Data in this exercise Block Start
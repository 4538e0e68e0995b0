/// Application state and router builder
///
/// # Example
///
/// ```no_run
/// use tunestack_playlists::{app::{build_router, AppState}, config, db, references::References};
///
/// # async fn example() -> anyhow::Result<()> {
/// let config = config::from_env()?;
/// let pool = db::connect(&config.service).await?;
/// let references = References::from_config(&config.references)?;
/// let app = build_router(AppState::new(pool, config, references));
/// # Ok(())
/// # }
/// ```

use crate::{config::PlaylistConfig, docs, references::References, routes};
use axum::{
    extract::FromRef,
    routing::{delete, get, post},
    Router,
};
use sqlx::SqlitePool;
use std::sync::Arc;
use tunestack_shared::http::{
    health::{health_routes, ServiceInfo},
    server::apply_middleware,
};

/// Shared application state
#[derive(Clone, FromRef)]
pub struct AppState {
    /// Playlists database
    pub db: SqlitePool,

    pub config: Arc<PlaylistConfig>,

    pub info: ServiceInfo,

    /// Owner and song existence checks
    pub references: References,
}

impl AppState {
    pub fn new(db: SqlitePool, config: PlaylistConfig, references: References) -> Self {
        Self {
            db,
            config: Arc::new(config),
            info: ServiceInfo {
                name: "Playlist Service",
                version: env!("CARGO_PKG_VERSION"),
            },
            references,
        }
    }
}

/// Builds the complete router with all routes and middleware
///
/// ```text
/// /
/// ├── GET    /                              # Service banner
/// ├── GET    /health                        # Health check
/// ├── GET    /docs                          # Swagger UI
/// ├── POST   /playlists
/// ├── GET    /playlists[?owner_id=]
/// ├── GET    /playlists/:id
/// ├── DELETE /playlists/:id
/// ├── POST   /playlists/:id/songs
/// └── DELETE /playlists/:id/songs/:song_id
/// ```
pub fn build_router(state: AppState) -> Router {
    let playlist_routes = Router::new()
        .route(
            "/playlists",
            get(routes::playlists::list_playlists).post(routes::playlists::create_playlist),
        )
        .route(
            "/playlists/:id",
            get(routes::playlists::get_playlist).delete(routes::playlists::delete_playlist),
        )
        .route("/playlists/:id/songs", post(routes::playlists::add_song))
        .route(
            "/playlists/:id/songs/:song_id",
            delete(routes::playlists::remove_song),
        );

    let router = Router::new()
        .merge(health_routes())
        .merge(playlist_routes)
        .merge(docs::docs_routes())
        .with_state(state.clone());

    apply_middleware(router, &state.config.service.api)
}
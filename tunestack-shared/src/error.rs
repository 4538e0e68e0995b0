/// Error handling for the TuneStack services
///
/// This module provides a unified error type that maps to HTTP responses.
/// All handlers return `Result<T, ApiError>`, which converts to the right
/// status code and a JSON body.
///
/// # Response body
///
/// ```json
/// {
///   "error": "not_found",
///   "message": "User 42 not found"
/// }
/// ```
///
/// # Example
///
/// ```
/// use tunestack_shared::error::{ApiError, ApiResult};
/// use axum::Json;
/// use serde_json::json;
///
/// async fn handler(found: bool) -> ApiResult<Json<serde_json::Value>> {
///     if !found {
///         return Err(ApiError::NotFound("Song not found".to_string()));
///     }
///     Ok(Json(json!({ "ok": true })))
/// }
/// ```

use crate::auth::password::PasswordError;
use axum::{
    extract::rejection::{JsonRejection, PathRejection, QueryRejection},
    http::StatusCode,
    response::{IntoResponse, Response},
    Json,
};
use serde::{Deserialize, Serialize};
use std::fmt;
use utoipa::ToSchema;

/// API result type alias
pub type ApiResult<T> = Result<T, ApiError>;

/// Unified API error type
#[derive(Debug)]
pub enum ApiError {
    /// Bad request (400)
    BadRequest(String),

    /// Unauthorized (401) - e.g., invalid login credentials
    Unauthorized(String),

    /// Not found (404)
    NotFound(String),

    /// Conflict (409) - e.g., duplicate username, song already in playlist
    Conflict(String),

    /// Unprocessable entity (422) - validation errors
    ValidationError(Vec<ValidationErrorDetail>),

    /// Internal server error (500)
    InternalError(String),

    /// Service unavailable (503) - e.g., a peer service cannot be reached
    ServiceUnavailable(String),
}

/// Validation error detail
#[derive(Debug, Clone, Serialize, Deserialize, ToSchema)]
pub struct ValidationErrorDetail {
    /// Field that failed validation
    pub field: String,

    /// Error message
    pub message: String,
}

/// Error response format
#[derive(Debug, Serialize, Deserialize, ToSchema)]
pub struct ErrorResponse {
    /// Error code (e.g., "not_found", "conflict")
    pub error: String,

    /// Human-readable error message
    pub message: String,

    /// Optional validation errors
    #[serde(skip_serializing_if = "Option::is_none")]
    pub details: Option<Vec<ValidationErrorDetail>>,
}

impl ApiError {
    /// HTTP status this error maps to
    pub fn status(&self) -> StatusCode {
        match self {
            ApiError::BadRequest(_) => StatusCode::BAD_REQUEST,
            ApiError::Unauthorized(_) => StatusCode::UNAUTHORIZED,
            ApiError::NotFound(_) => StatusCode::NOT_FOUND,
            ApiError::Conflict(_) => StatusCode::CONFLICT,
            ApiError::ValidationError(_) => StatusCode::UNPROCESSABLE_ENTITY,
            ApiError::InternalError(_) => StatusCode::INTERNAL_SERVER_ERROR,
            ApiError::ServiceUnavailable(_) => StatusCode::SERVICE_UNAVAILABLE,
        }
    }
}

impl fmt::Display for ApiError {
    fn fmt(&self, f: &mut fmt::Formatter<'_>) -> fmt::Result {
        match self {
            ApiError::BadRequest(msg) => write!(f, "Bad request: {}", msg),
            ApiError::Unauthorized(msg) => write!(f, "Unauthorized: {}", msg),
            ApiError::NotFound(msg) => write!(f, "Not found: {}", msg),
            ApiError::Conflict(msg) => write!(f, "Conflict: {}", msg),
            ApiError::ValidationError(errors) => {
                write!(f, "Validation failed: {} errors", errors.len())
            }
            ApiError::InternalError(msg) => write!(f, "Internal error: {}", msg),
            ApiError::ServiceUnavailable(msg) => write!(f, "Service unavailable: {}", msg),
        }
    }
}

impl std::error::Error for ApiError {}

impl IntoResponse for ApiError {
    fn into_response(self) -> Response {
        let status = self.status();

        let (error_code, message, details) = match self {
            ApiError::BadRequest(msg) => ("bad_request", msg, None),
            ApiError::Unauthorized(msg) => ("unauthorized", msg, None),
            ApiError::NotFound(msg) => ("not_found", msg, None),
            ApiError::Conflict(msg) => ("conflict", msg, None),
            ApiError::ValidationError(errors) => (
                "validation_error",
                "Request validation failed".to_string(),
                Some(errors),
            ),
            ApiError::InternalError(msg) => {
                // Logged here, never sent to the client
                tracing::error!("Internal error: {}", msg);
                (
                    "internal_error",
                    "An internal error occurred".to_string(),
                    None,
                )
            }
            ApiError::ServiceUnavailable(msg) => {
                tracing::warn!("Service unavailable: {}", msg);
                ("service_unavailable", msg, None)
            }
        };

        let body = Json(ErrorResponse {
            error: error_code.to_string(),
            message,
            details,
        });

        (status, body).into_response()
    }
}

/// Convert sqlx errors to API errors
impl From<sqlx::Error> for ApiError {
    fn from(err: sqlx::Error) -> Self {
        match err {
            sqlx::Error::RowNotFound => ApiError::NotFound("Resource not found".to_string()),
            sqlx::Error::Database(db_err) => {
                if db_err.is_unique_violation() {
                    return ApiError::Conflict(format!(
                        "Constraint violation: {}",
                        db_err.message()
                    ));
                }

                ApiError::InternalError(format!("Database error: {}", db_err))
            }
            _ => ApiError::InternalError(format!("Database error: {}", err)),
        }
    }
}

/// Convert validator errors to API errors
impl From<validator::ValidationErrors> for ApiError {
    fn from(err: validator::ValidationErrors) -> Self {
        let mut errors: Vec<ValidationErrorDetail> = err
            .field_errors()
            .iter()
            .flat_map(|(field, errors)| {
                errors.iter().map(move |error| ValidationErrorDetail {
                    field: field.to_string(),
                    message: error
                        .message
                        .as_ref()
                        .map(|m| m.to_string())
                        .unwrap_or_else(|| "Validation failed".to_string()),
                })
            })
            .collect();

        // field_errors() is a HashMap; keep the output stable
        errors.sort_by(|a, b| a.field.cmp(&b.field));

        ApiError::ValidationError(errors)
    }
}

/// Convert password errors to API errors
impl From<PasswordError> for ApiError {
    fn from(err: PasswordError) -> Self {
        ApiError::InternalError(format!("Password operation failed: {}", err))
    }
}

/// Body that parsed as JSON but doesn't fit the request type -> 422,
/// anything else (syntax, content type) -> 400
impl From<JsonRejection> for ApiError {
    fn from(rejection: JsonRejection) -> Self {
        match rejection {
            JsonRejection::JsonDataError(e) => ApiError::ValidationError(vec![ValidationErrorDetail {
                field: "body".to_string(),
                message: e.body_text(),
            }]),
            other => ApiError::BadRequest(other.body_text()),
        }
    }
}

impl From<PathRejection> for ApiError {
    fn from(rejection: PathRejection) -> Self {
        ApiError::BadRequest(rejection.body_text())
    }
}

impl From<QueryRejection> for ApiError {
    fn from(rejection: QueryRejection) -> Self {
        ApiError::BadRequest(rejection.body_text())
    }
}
Data in this exercise Block End
> Exercise brief: All lines of the data above that include the word "crate" must be shown.

> Your solution:
use crate::{config::PlaylistConfig, docs, references::References, routes};
use crate::auth::password::PasswordError;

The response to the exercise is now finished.